_PROBLEM REQUIREMENTS_:
Determine how many lines of the material hold the word "warn", and answer with the number only.

--- MATERIALS PROVIDED Enclosed Below ---

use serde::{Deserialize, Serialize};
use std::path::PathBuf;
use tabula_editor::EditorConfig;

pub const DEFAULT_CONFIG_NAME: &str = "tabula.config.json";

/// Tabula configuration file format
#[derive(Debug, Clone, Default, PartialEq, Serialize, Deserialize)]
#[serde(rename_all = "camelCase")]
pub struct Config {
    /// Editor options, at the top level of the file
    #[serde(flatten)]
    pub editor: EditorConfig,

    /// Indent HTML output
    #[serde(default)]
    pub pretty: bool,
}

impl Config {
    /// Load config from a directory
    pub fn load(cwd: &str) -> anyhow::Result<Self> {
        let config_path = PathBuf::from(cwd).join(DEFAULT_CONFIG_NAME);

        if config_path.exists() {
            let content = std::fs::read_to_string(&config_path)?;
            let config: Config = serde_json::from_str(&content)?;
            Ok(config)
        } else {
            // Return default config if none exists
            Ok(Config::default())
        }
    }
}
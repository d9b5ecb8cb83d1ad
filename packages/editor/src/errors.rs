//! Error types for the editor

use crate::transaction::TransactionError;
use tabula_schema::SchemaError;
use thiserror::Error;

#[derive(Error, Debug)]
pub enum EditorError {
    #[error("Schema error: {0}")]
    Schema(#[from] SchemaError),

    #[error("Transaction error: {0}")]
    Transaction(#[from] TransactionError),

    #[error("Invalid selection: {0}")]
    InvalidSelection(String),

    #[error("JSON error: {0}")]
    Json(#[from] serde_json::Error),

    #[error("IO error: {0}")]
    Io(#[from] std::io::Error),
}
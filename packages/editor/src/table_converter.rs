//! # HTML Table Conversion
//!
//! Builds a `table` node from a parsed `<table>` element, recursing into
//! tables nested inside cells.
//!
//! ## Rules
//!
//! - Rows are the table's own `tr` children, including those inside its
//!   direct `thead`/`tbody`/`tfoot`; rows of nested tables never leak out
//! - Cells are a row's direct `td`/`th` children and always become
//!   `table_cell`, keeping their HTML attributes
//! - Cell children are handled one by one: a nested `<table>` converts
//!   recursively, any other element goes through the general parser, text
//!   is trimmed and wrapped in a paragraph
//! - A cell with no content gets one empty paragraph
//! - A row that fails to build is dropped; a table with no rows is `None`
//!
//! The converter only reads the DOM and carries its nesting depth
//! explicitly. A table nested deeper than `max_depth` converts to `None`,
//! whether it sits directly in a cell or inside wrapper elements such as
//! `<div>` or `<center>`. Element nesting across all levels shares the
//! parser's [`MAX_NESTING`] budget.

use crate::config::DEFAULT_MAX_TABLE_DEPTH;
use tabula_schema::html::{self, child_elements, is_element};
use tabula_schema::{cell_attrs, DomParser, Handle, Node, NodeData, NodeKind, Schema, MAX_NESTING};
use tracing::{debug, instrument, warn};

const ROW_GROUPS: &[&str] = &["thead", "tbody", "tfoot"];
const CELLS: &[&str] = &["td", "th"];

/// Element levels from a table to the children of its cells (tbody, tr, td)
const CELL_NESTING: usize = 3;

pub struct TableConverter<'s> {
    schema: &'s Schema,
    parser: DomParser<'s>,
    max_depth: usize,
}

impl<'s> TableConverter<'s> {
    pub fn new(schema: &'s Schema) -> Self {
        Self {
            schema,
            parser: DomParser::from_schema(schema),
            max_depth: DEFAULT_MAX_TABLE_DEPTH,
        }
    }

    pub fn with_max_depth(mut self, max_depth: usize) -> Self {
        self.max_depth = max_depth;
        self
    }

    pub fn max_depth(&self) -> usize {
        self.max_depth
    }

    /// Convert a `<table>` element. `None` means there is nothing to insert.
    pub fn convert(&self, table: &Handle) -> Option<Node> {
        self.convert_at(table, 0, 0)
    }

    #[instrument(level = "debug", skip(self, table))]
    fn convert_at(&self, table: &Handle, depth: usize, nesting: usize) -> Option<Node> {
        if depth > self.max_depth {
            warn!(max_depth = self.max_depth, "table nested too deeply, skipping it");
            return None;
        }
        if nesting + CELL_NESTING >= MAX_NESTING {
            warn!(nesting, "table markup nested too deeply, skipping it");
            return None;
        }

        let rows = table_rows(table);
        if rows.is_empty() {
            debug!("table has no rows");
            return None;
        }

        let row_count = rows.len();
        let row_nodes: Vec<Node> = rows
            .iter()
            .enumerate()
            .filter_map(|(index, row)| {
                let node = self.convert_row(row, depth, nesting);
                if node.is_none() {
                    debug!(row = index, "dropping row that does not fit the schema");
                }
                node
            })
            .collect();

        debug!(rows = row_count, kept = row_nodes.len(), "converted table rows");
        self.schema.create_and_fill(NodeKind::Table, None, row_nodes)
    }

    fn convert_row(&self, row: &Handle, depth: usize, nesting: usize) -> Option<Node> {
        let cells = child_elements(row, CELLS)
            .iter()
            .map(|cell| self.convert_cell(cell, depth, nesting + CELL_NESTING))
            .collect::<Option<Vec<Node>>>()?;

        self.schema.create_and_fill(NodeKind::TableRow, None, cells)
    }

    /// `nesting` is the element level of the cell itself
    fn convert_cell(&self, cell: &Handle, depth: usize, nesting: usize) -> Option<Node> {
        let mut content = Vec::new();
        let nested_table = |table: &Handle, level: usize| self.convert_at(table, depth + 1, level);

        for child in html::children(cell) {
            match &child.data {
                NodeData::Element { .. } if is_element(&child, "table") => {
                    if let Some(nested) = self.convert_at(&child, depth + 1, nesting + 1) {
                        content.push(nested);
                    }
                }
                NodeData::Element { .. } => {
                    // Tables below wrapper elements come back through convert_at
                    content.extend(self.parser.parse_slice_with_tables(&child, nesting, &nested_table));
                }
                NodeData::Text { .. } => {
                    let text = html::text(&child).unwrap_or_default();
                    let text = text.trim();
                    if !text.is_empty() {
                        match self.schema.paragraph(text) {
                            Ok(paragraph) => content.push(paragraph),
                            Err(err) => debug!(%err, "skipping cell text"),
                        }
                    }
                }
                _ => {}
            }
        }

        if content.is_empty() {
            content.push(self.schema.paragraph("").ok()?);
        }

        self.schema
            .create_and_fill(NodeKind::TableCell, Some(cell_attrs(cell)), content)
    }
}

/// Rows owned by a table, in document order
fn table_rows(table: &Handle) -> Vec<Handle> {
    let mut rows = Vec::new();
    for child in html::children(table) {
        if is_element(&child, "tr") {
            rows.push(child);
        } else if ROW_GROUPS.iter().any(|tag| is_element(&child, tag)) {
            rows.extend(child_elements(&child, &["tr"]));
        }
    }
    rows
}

--- End of Enclosed MATERIALS PROVIDED ---

_ANSWER BOX_:
3